I also hate equipment with fake screws, flames, amps with light up text or images on the top and retarded funky speaker grilles. I hate stiffening capacitors as well.

Hey, it's Friday morning here at work. I hate everything until about 5:00PM, then I start liking things again.


----------



## fej (Feb 8, 2006)

Pretty much everything on the OP's list. Some electronics from Panasonic are solid performers, but I would not run them in my car.

I won't run kicker generally speaking as well (maybe subs), or JVC, or Kenwood. MB Quart speakers fry my ears.
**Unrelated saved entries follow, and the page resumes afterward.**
//! Core abstractions for source-agnostic reconciliation.
//!
//! - [`key`]: ordered row identifiers
//! - [`types`]: ranges, windows and digests exchanged with connectors
//! - [`traits`]: the [`Connector`] capability contract
//!
//! The engine only ever talks to data sources through [`Connector`], so new
//! sources can be added without touching the nibbling or comparison logic,
//! and core logic can be tested against in-memory implementations.

pub mod key;
pub mod traits;
pub mod types;

pub use key::Key;
pub use traits::Connector;
pub use types::{
    BatchDigest, Direction, KeyRange, NibbleProbe, RangeSummary, RowDigest, Window,
};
Blau I have never liked either .. too plain while trying to be different at the same time. 

Can't remember if the OP mentioned Sony but I will never run anything from Sony either. That company needs to stick to what it knows and whoever they get to make their stuff either does not get enough money to make it, or doesn't know crap either.

Felt like expanding so I am going to add MTX, and pretty much modern versions of PPI, US Amps, Xtant etc etc. All of the moved offshore built on the cheap car audio stuff where the performance and quality took a nose dive. I guess I am just kind of old school


----------



## 89grand (Nov 23, 2006)

fej said:


> Pretty much everything on the OP's list. Some electronics from Panasonic are solid performers, but I would not run them in my car.
> 
> I won't run kicker generally speaking as well (maybe subs), or JVC, or Kenwood. MB Quart speakers fry my ears. Blau I have never liked either .. too plain while trying to be different at the same time.
> 
> Can't remember if the OP mentioned Sony but I will never run anything from Sony either. That company needs to stick to what it knows and whoever they get to make their stuff either does not get enough money to make it, or doesn't know crap either.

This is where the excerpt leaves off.